O estudo de determinado período precisa abarcar a dimensão das mentalidades, ou seja, uma análise a respeito da cultura e visão de mundo daqueles agentes históricos. Nesse sentido, para se estudar qualquer sociedade, é necessário uma reflexão a respeito de como aqueles indivíduos encaram a vida e a morte. Por isso, o aspecto religião é fundamental para a determinação dessa dimensão e, no caso, quando falamos de História do Brasil, precisamos levar em consideração o fator sincretismos religiosos.
Além de ser fundamental para compreender a mentalidade social, a questão do sincretismo é muito prezada por vestibulares, principalmente o ENEM. Nesse sentido, primeiramente, precisamos entender que a coexistência de elementos e crenças diversas têm como principal palco e atores o cotidiano popular.
As vivências de setores populares na história do Brasil foram os principais agente de fusão de crenças. O catolicismo ibérico que aporta em terras americanas na experiência colonial já é uma religião sincrética em si. A figura dos santos durante a Idade Média marcou um processo de ressignificação de práticas tidas como “pagãs’ e inserção destas ao seio da Cristandade.
Esse denominado “encontro colonial” entre nativos e portugueses foi encarado durante muito tempo pela historiografia como um processo de via única de imposição cultural e de força, ou seja, os colonizadores impondo aos indígenas a fé católica e o cativeiro. No entanto, as dinâmicas religiosas nos ajudam a entender melhor como que este foi um processo de transformação cultural mútua, sem ignorar o quesito violência da experiência colonial.
As crenças religiosas católicas, em contato com os nativos, sofreu diversas transformações na vivência popular e vice e versa. Hoje em dia, sabemos que a crença do povo tupi a respeito da busca de uma Terra Sem Males – por exemplo – adotou diversos signos católicos de visão de morte.

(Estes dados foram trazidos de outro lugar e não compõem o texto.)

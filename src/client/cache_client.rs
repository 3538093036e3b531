//! Public cache verbs on top of the command executor
//!
//! Each verb builds its command, routes it by key and extracts the typed
//! result. Absent keys are `Ok(None)` (or `Removal::AlreadyAbsent`), never
//! an error.

use tracing::debug;

use super::control_plane::Connector;
use super::executor::CommandExecutor;
use super::raw_connection::ConnectionFactory;
use super::reply_decoder::{self, Row};
use crate::config::{CacheDbId, ClientConfig, TlsDomains};
use crate::utils::{ClientError, Command, ProtocolError, RespValue, Result};

/// Result of a `remove`
#[derive(Debug, Clone, Copy, PartialEq, Eq)]
pub enum Removal {
    Removed,
    AlreadyAbsent,
}

/// Key-value cache client over one or more failover hosts
pub struct CacheClient {
    executor: CommandExecutor,
}

impl CacheClient {
    /// Client over real sockets
    pub fn new(id: CacheDbId, config: ClientConfig, tls_domains: TlsDomains) -> Result<Self> {
        let factory = ConnectionFactory::from_config(&config);
        Self::with_connector(id, config, tls_domains, Box::new(factory))
    }

    pub fn with_connector(
        id: CacheDbId,
        config: ClientConfig,
        tls_domains: TlsDomains,
        connector: Box<dyn Connector + Send>,
    ) -> Result<Self> {
        Ok(Self {
            executor: CommandExecutor::new(id, config, tls_domains, connector)?,
        })
    }

    /// GET; an empty string is a present, empty value
    pub fn get(&mut self, key: &[u8]) -> Result<Option<Vec<u8>>> {
        match self.executor.execute(key, &Command::new("GET").arg(key))? {
            RespValue::BulkString(value) => Ok(Some(value)),
            RespValue::Null => Ok(None),
            other => Err(unexpected("string", &other)),
        }
    }

    /// SET, then EXPIRE when `ttl` is non-zero
    pub fn set(&mut self, key: &[u8], value: &[u8], ttl: u32) -> Result<()> {
        match self
            .executor
            .execute(key, &Command::new("SET").arg(key).arg(value))?
        {
            RespValue::SimpleString(_) => {}
            other => return Err(unexpected("status", &other)),
        }
        self.expire(key, ttl)
    }

    /// DEL
    pub fn remove(&mut self, key: &[u8]) -> Result<Removal> {
        match self.executor.execute(key, &Command::new("DEL").arg(key))? {
            RespValue::Integer(0) => Ok(Removal::AlreadyAbsent),
            RespValue::Integer(_) => Ok(Removal::Removed),
            other => Err(unexpected("integer", &other)),
        }
    }

    /// INCRBY; returns the new counter value
    pub fn add(&mut self, key: &[u8], delta: i32, ttl: u32) -> Result<i64> {
        self.counter_op("INCRBY", key, delta, ttl)
    }

    /// DECRBY; returns the new counter value
    pub fn sub(&mut self, key: &[u8], delta: i32, ttl: u32) -> Result<i64> {
        self.counter_op("DECRBY", key, delta, ttl)
    }

    /// GET interpreted as a 32-bit counter; nil and empty values are absent
    pub fn get_counter(&mut self, key: &[u8]) -> Result<Option<i32>> {
        let Some(value) = self.get(key)? else {
            return Ok(None);
        };
        if value.is_empty() {
            return Ok(None);
        }
        parse_counter(&value).map(Some)
    }

    /// Run a command given as text, decoding the reply into rows
    ///
    /// The key used for routing is the second token of the command, which
    /// holds for single-key commands (`GET k`, `HGETALL k`, `LRANGE k 0 -1`).
    /// Multi-key commands are routed by their first key only.
    pub fn raw_query(&mut self, query: &str, row_width: usize) -> Result<Option<Vec<Row>>> {
        let tokens = split_query(query);
        if tokens.len() < 2 {
            return Err(ClientError::MalformedQuery(query.to_string()));
        }
        let Some(cmd) = Command::from_tokens(&tokens) else {
            return Err(ClientError::MalformedQuery(query.to_string()));
        };

        match self.executor.execute(tokens[1].as_bytes(), &cmd)? {
            RespValue::Null => Ok(None),
            RespValue::SimpleString(status) => {
                debug!("{} -> {}", cmd.name(), status);
                Ok(Some(Vec::new()))
            }
            reply => Ok(Some(reply_decoder::decode(reply, row_width)?)),
        }
    }

    /// Close every connection; the client reconnects lazily on next use
    pub fn close(&mut self) {
        self.executor.close();
    }

    fn counter_op(&mut self, verb: &str, key: &[u8], delta: i32, ttl: u32) -> Result<i64> {
        let cmd = Command::new(verb).arg(key).int(i64::from(delta));
        let value = match self.executor.execute(key, &cmd) {
            Ok(RespValue::Integer(n)) => n,
            Ok(other) => return Err(unexpected("integer", &other)),
            Err(e) => return Err(not_a_counter(e)),
        };
        self.expire(key, ttl)?;
        Ok(value)
    }

    fn expire(&mut self, key: &[u8], ttl: u32) -> Result<()> {
        if ttl == 0 {
            return Ok(());
        }
        let cmd = Command::new("EXPIRE").arg(key).int(i64::from(ttl));
        match self.executor.execute(key, &cmd)? {
            RespValue::Integer(_) => Ok(()),
            other => Err(unexpected("integer", &other)),
        }
    }
}

fn unexpected(expected: &str, actual: &RespValue) -> ClientError {
    ProtocolError::UnexpectedResponse {
        expected: expected.to_string(),
        actual: actual.type_name().to_string(),
    }
    .into()
}

/// Map the server's "not an integer" rejection onto `NotACounter`
fn not_a_counter(err: ClientError) -> ClientError {
    let rejected = match err.root_cause() {
        ClientError::Protocol(ProtocolError::ServerError(msg)) if msg.contains("not an integer") => {
            Some(msg.clone())
        }
        _ => None,
    };
    rejected.map_or(err, ClientError::NotACounter)
}

fn parse_counter(value: &[u8]) -> Result<i32> {
    std::str::from_utf8(value)
        .ok()
        .and_then(|s| s.parse::<i32>().ok())
        .ok_or_else(|| ClientError::NotACounter(String::from_utf8_lossy(value).into_owned()))
}

/// Split command text into arguments
///
/// Whitespace separates tokens except inside single or double quotes; a
/// backslash outside single quotes escapes the next character.
pub fn split_query(line: &str) -> Vec<String> {
    let mut args = Vec::new();
    let mut current = String::new();
    let mut in_single_quote = false;
    let mut in_double_quote = false;
    let mut escape_next = false;

    for ch in line.chars() {
        if escape_next {
            current.push(ch);
            escape_next = false;
            continue;
        }

        match ch {
            '\\' if !in_single_quote => escape_next = true,
            '\'' if !in_double_quote => in_single_quote = !in_single_quote,
            '"' if !in_single_quote => in_double_quote = !in_double_quote,
            c if c.is_whitespace() && !in_single_quote && !in_double_quote => {
                if !current.is_empty() {
                    args.push(std::mem::take(&mut current));
                }
            }
            c => current.push(c),
        }
    }

    if !current.is_empty() {
        args.push(current);
    }
    args
}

Com o tráfico de almas negras massivo e constante a partir da institucionalização da colonização, a crença religiosa de escravizados, advindos principalmente do tronco banto africano, também se enquadrou nesse contexto religioso. A partir do século XIX, com o apogeu do tráfico, principalmente, já conseguimos ver, em fontes, menções claras a cultos a divindades africanas.
A crença aos Orixás não necessariamente se deu em uma dinâmica alheia à vida religiosa brasileira. A ressignificação de santos católicos tornou-se um dos principais meios de culto banto, principalmente a partir do ingresso em Irmandades religiosas, como Irmandade da Boa Morte e Irmandade de Nossa Senhora do Rosário dos Pretos.
Ademais, dois conceitos são muito importantes para entendermos esses processos de sincretismo religioso: ressiginificação e agregação de signos religiosos. Essas duas noções andam juntas, pois o processo sincrético é um meio agregador que gera um novo significado àqueles signos sagrados. Essa fusão de elementos e crenças, no entanto, não deve ser analisada como um processo cordial e amigável, ou seja, não exclui o perfil violento da imposição e proibição à cultos afro-aborígenes.
As heranças desses sincretismos religiosos geram o que hoje em dia vivenciamos na síntese de uma crença popular, que mistura e ressignifica cotidianamente, inconscientemente na maioria das vezes, o meio divino nessa visão de mundo. No entanto, estamos muito longe de um democracia religiosa no país, convivendo dia a dia com atos de intolerância, principalmente ataques a religiões afrobrasileiras.